Romanian central bank official warns of risks from political uncertainty

27 November 2024

Cristian Popa, a member of the Board of Directors of the National Bank of Romania (BNR), quoted by Bursa.ro, has attributed the recent rise in market interest rates to increased political uncertainty, prompting nervousness among Romania's international financiers. 

"The increase in interest rates in the market is a direct consequence of the significant increase in [the political] uncertainty and nervousness among the country's international financiers," Popa argued. 

He pointed to pre-existing macroeconomic imbalances, such as a high budget deficit and large current and commercial account deficits, as compounding factors exacerbating these pressures.

Popa highlighted that growing political uncertainty, amplified by the unexpected outcome of the first round of the presidential elections on November 24, has strained Romania's financial and monetary conditions. 

Specifically, the currency inflows have reversed into outflows, reflecting declining confidence in the Romanian market. Furthermore, a tighter interbank lending environment has emerged amidst broader uncertainty. As a result, increased risk perceptions among international investors have directly impacted domestic interest rates, pushing up the cost of borrowing.

The three-month ROBOR index, a benchmark for consumer loans in Romanian lei, rose to 5.87% on November 26, up from 5.81% in the previous session. Although the index remains below the 6.21% level recorded at the beginning of the year, its recent uptick reflects the growing market tensions. 

The ongoing electoral process and its unexpected developments have intensified volatility, extending uncertainty in financial markets. 

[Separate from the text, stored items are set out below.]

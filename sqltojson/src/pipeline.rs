//! Orchestration of a complete export.

use std::sync::Arc;
use std::time::{Duration, Instant};

use sqltojson_config::shared::ExportConfig;
use tokio::io::AsyncWrite;
use tokio::sync::mpsc;
use tracing::{error, info};

use crate::concurrency::shutdown::{ShutdownTx, create_shutdown_channel};
use crate::concurrency::signal::spawn_signal_bridge;
use crate::destination::Destination;
use crate::error::{EtlError, EtlResult};
use crate::schema::SchemaTree;
use crate::source::Source;
use crate::workers::build::BuildWorkerConfig;
use crate::workers::pool::BuildWorkerPool;
use crate::workers::reader::SourceReader;
use crate::workers::sink::SinkWorker;
use crate::workers::stats::StatsWorker;

/// Runtime settings of a [`Pipeline`].
#[derive(Debug, Clone)]
pub struct PipelineConfig {
    /// Number of build workers, also the capacity of every channel.
    pub workers: u16,
    pub max_retries: u32,
    pub retry_delay: Duration,
    pub max_jitter: Duration,
    /// Whether SIGINT and SIGTERM trigger shutdown while the pipeline runs.
    pub handle_signals: bool,
}

impl From<&ExportConfig> for PipelineConfig {
    fn from(config: &ExportConfig) -> Self {
        Self {
            workers: config.workers,
            max_retries: config.max_retries,
            retry_delay: Duration::from_millis(config.retry_delay_ms),
            max_jitter: Duration::from_millis(config.max_jitter_ms),
            handle_signals: true,
        }
    }
}

/// Totals of a finished export.
#[derive(Debug, Clone, Copy, PartialEq, Eq)]
pub struct PipelineSummary {
    /// Root rows handed to the build workers.
    pub queued: u64,
    /// Documents written to the destination.
    pub emitted: u64,
    pub elapsed: Duration,
}

/// Wires the source reader, build workers, sink and stats writer together.
///
/// Components start consumers first: signal bridge, stats writer, sink, build workers, and finally
/// the source reader. They are drained in reverse so that no built record is lost, and the mapping
/// is written only once every worker has exited.
pub struct Pipeline<S, D> {
    config: PipelineConfig,
    tree: Arc<SchemaTree>,
    source: Arc<S>,
    destination: Arc<D>,
    stats_writer: Box<dyn AsyncWrite + Send + Unpin>,
    shutdown_tx: ShutdownTx,
}

impl<S, D> Pipeline<S, D>
where
    S: Source + Send + Sync + 'static,
    D: Destination + Send + Sync + 'static,
{
    pub fn new(config: PipelineConfig, tree: SchemaTree, source: S, destination: D) -> Self {
        // Receivers are obtained through `subscribe`, so the initial one is not kept.
        let (shutdown_tx, _) = create_shutdown_channel();

        Self {
            config,
            tree: Arc::new(tree),
            source: Arc::new(source),
            destination: Arc::new(destination),
            stats_writer: Box::new(tokio::io::stderr()),
            shutdown_tx,
        }
    }

    /// Replaces the progress output, standard error by default.
    pub fn with_stats_writer(mut self, writer: Box<dyn AsyncWrite + Send + Unpin>) -> Self {
        self.stats_writer = writer;
        self
    }

    /// Returns a handle that cancels the export when triggered.
    pub fn shutdown_tx(&self) -> ShutdownTx {
        self.shutdown_tx.clone()
    }

    pub fn tree(&self) -> &SchemaTree {
        &self.tree
    }

    /// Runs the export to completion.
    ///
    /// A cancelled export is still a success: the records built so far are flushed and the mapping
    /// inferred from them is written. A failed export returns every worker error together and
    /// writes no mapping.
    pub async fn run(self) -> EtlResult<PipelineSummary> {
        let started = Instant::now();
        let Self {
            config,
            tree,
            source,
            destination,
            stats_writer,
            shutdown_tx,
        } = self;

        let signal_bridge = config
            .handle_signals
            .then(|| spawn_signal_bridge(shutdown_tx.clone()));

        let capacity = usize::from(config.workers.max(1));
        let (queue_tx, queue_rx) = async_channel::bounded(capacity);
        let (output_tx, output_rx) = mpsc::channel(capacity);
        let (stats_tx, stats_rx) = mpsc::channel(capacity);

        let stats = StatsWorker::new(stats_rx, stats_writer, shutdown_tx.subscribe()).start();
        let sink = SinkWorker::new(destination.clone(), output_rx, shutdown_tx.subscribe()).start();

        let pool = BuildWorkerPool::start(
            config.workers,
            BuildWorkerConfig {
                max_retries: config.max_retries,
                retry_delay: config.retry_delay,
                max_jitter: config.max_jitter,
            },
            source.clone(),
            tree.clone(),
            queue_rx,
            output_tx,
            stats_tx,
            shutdown_tx.subscribe(),
        );

        let reader = SourceReader::new(source, tree.clone(), queue_tx, shutdown_tx.subscribe()).start();

        let mut errors: Vec<EtlError> = Vec::new();

        // Both are awaited together so that a failing pool can unblock a reader waiting on a full
        // queue through shutdown.
        let (reader_result, pool_result) = tokio::join!(
            async {
                let result = reader.wait().await;
                if let Err(err) = &result {
                    error!(error = %err, "source reader failed, shutting down export");
                    shutdown_tx.shutdown();
                }
                result
            },
            pool.wait_all(&shutdown_tx)
        );

        let queued = match reader_result {
            Ok(queued) => queued,
            Err(err) => {
                errors.push(err);
                0
            }
        };
        if let Err(err) = pool_result {
            errors.push(err);
        }
        info!("workers done");

        let emitted = match sink.wait().await {
            Ok(emitted) => emitted,
            Err(err) => {
                errors.push(err);
                0
            }
        };
        if let Err(err) = stats.wait().await {
            errors.push(err);
        }
        if let Err(err) = destination.shutdown().await {
            errors.push(err);
        }
        info!(emitted, "data output done");

        if let Some(signal_bridge) = signal_bridge {
            signal_bridge.abort();
            let _ = signal_bridge.await;
        }

        if !errors.is_empty() {
            return Err(errors.into());
        }

        if shutdown_tx.is_shutdown() {
            info!("export was cancelled, writing mapping of the records built so far");
        }

        destination.write_mapping(&tree.index_mapping()).await?;

        let summary = PipelineSummary {
            queued,
            emitted,
            elapsed: started.elapsed(),
        };
        info!(
            queued = summary.queued,
            emitted = summary.emitted,
            elapsed_ms = summary.elapsed.as_millis() as u64,
            "export finished"
        );

        Ok(summary)
    }
}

Popa emphasised that these political dynamics are superimposed on Romania's structural imbalances, which have long been flagged by the central bank. 
Without decisive policy interventions, these vulnerabilities may further erode investor confidence, leading to continued tightening of financial conditions.

As Romania navigates this period of heightened political and financial instability, the interplay between domestic policy decisions and international market sentiment will remain crucial. Policymakers face the challenge of restoring stability while addressing the structural economic imbalances that underpin these tensions.

iulian@romania-insider.com

(Photo source: Antonyesse/Dreamstime.com)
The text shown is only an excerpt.